Sogno e rivedo all’Ateneo Veneto: il capitano Luciano Le Petit, Piero Foscari, Giuseppe Volpi a pensare il futuro della città nel 1904. L’Energia elettrica come futuro e la nascita, prima in Italia della Società Cellina. L’idea di Porto Marghera e il polo della chimica. All’epoca era come ipotizzare una Silicon Valley in laguna. Già un decennio prima, Antonio Fradeletto e i sindaci Riccardo Selvatico e Filippo Grimani avevano concepito la Biennale, ovvero Esposizione internazionale dell’arte, prima manifestazione del genere al mondo, seguita nel 1932 con la prima mostra cinematografica. Se torniamo ancora un po’ indietro a Venezia nel 1872, Pietro Gallo e Costantino Reyer, fondano la prima società di ginnastica italiana. Per la prima volta si propone l’attività sportiva come strumento formativo aperto a tutti, anche alle ragazze e alle donne. Sembra una rivoluzione e infatti lo è.

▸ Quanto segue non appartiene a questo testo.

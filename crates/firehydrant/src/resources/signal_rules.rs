//! Team signal rules API endpoint
//!
//! Signal rules live below a team: `teams/{team_id}/signal_rules`.

use super::{NoQuery, ResourceKind, TargetRef};
use serde::{Deserialize, Serialize};

/// Marker for a team's `signal_rules` collection.
#[derive(Debug, Clone, Copy)]
pub struct SignalRules;

impl ResourceKind for SignalRules {
    const NAME: &'static str = "signal rule";
    const PLURAL: &'static str = "signal rules";
    const PATH: &'static str = "signal_rules";

    type Item = SignalRule;
    type CreateRequest = CreateSignalRule;
    type UpdateRequest = UpdateSignalRule;
    type Query = NoQuery;
}

/// A rule routing matching signals to a target.
#[derive(Debug, Clone, PartialEq, Serialize, Deserialize)]
pub struct SignalRule {
    /// Rule ID
    pub id: String,
    /// Display name
    pub name: String,
    /// CEL expression matched against incoming signals
    pub expression: String,
    /// Who gets notified
    #[serde(default)]
    pub target: Option<TargetRef>,
    /// Incident type to open on match
    #[serde(default)]
    pub incident_type_id: Option<String>,
}

/// Body of a signal rule creation.
#[derive(Debug, Clone, PartialEq, Serialize)]
pub struct CreateSignalRule {
    /// Display name
    pub name: String,
    /// CEL expression
    pub expression: String,
    /// Target type, e.g. `"EscalationPolicy"`
    pub target_type: String,
    /// Target ID
    pub target_id: String,
    /// Incident type to open on match
    #[serde(skip_serializing_if = "Option::is_none")]
    pub incident_type_id: Option<String>,
}

impl CreateSignalRule {
    /// Rule routing `expression` matches to `target`.
    pub fn new(name: impl Into<String>, expression: impl Into<String>, target: TargetRef) -> Self {
        Self {
            name: name.into(),
            expression: expression.into(),
            target_type: target.target_type,
            target_id: target.id,
            incident_type_id: None,
        }
    }
}

/// Body of a signal rule update. Unset fields are left unchanged.
#[derive(Debug, Clone, Default, PartialEq, Serialize)]
pub struct UpdateSignalRule {
    /// New display name
    #[serde(skip_serializing_if = "Option::is_none")]
    pub name: Option<String>,
    /// New expression
    #[serde(skip_serializing_if = "Option::is_none")]
    pub expression: Option<String>,
    /// New target type
    #[serde(skip_serializing_if = "Option::is_none")]
    pub target_type: Option<String>,
    /// New target ID
    #[serde(skip_serializing_if = "Option::is_none")]
    pub target_id: Option<String>,
}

Ripensare dunque Venezia. Io resto ottimista
Due prestigiose università: Ca’ Foscari e Iuav, con 30 mila studenti, possono avere la carica rivoluzionaria per una nuova città sostenibile.
“O Dio, quale grande gesto di bontà abbiamo fatto in passato, e dimenticato, che tu ci doni questa meraviglia, o Dio delle acque”. 1908, Ezra Pound.